Sono ormai due anni che la giornalista della Rai Ilaria Alpi sta seguendo la missione di pace Restore Hope. Ilaria e Miran Hrovatin stanno lavorando a un’inchiesta su un presunto traffico di armi e rifiuti tossici in cui sarebbe coinvolta l’Italia. Il 20 marzo 1994 sono di ritorno da Bosaso, città nel Nord del Paese, dove hanno appena intervistato Abdullah Moussa Bogor che ha raccontato loro della società di pesca italosomala Shifco - sospettata di traffico di armi - e di una nave, la Faraax Omar, appena rapita dai miliziani.

All’incrocio tra via Alto Giuba e corso Somalia, non lontano dall’hotel Amana, la loro auto viene fermata da un commando che apre il fuoco e uccide la giornalista e l’operatore. Un delitto ancora oggi avvolto da una fitta cortina di mistero, pieno di domande, interrogativi, intrighi, misteri e depistaggi.

“L’uccisione di Ilaria Alpi e Miran Hrovatin lacera profondamente, a 25 anni di distanza, la coscienza civile del nostro Paese e suona drammatico monito del prezzo che si può pagare nel servire la causa della libertà di informazione - diceva in occasione del 25° anniversario dell’assassinio il presidente della Repubblica Sergio Mattarella - In questo triste anniversario rivolgo un pensiero di solidarietà alle famiglie dei due giornalisti, insigniti della Medaglia d’oro al Merito Civile della Repubblica italiana. L’impegno dei familiari contro le reticenze e i depistaggi, dopo l’immenso dolore subito, ha meritato e merita grande rispetto e rappresenta un dovere della Repubblica (…) I nomi di Ilaria Alpi e Miran Hrovatin sono accanto a quelli dei tanti che, in Italia e nel mondo, sono divenuti bersaglio di vendette, vittime di criminali ritorsioni, di crudeli esecuzioni finalizzate a reprimere la autonomia delle persone, a intimidire chi cerca notizie scomode, a imbavagliare il diritto alla verità”.

Quel diritto alla verità per il quale non smetterà mail di lottare fino alla fine dei suoi giorni mamma Luciana, morta ad 85 anni, ventiquattro dei quali spesi a combattere per far trionfare la verità sull’omicidio di sua figlia Ilaria e di Miran Hrovatin, icona di una battaglia che non è riuscita a vincere.

“Io so perché Ilaria e Miran sono stati uccisi - diceva nel 2014 - Dopo 20 anni di indagini inutili e faticose, di menzogne, depistaggi, sparizioni, altre morti sospette, ho bisogno solo di conoscere i nomi dei mandanti di quel duplice omicidio. Non li voglio vedere dietro le sbarre. Mi basta guardarli in faccia”.
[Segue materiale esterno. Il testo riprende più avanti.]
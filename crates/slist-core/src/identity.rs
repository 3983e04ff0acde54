#![forbid(unsafe_code)]

//! Item identity model.
//!
//! Every item shown in a list has two comparisons:
//!
//! - **Identity** ([`ListItem::key`]): does this value represent the same
//!   logical entity as another value, possibly in a different snapshot?
//! - **Content** ([`ListItem::content_eq`]): given two values with the same
//!   identity, has anything the row displays changed?
//!
//! # Invariants
//!
//! 1. `key()` is stable for the lifetime of a logical entity.
//! 2. `content_eq(a, b)` implies `a.key() == b.key()`; it is only ever called
//!    on pairs whose keys are already equal.
//!
//! Violating (1) is a caller error. The engine does not detect it beyond
//! rejecting duplicate keys inside one snapshot; a host that later fails to
//! find a row for a key reports it as an identity-instability failure.

use std::fmt::Debug;
use std::hash::Hash;

/// An item that can be placed in a list snapshot.
///
/// The default [`content_eq`](ListItem::content_eq) uses `PartialEq`, which
/// is the right choice when the whole value is what the row displays.
///
/// ```
/// use slist_core::ListItem;
///
/// #[derive(Clone, Debug, PartialEq)]
/// struct Todo {
///     id: u32,
///     title: String,
/// }
///
/// impl ListItem for Todo {
///     type Key = u32;
///
///     fn key(&self) -> u32 {
///         self.id
///     }
/// }
///
/// let a = Todo { id: 1, title: "milk".into() };
/// let b = Todo { id: 1, title: "oat milk".into() };
/// assert_eq!(a.key(), b.key());
/// assert!(!a.content_eq(&b));
/// ```
pub trait ListItem: Clone + PartialEq {
    /// Identity key. Hashable; no ordering is required.
    type Key: Clone + Eq + Hash + Debug;

    /// Stable identity of this item.
    fn key(&self) -> Self::Key;

    /// Whether two same-identity items display identical content.
    fn content_eq(&self, other: &Self) -> bool {
        self == other
    }
}

macro_rules! impl_list_item_for_primitive {
    ($($ty:ty),* $(,)?) => {
        $(
            impl ListItem for $ty {
                type Key = $ty;

                #[inline]
                fn key(&self) -> $ty {
                    self.clone()
                }
            }
        )*
    };
}

// Values that are their own identity; content can never change.
impl_list_item_for_primitive!(u8, u16, u32, u64, usize, i32, i64, char, String, &'static str);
“In vent'anni - proseguiva mamma Luciana - ho imparato a non illudermi. Ho parlato con tutti. Ho ottenuto solidarietà e impegni da Ciampi, all’epoca primo ministro, e da Scalfaro, presidente della Repubblica. Ho ricevuto persino una medaglia d’oro al valor civile da Napolitano. Ho assistito a tre processi, visto indagare cinque diversi magistrati e due Commissioni parlamentari. Ma mi sono trovata sempre davanti a molti silenzi, moltissimi depistaggi, tante prove importanti sparite. Qualcuno, come l’avvocato Carlo Taormina, che guidò la seconda Commissione parlamentare d'indagine, è arrivato a dire che Ilaria in fondo era andata in Somalia per una vacanza. Considerazioni che si commentano da sole. Ma sono ostinata. Non mi arrendo. Voglio vedere se le nostre Istituzioni hanno il coraggio di affrontare la verità. Voglio capire perché Ilaria e Miran sono stati uccisi. Ottenere la conferma di qualcosa che tutti i  protagonisti conoscono. Ma che l’Italia ha paura di ammettere”.

Non ci arrendiamo, Luciana. Lo dobbiamo a Ilaria, a Miran, a noi stessi. Continueremo a parlarne, continueremo a scrivere, continueremo a chiedere e a ricordare. Continueremo a dire che no, noi non archiviamo. Perché parlarne vuol dire mettere in discussione l’intero sistema. E non ci stancheremo mai di farlo. Di chiederci chi è stato? Perché qualcuno è stato.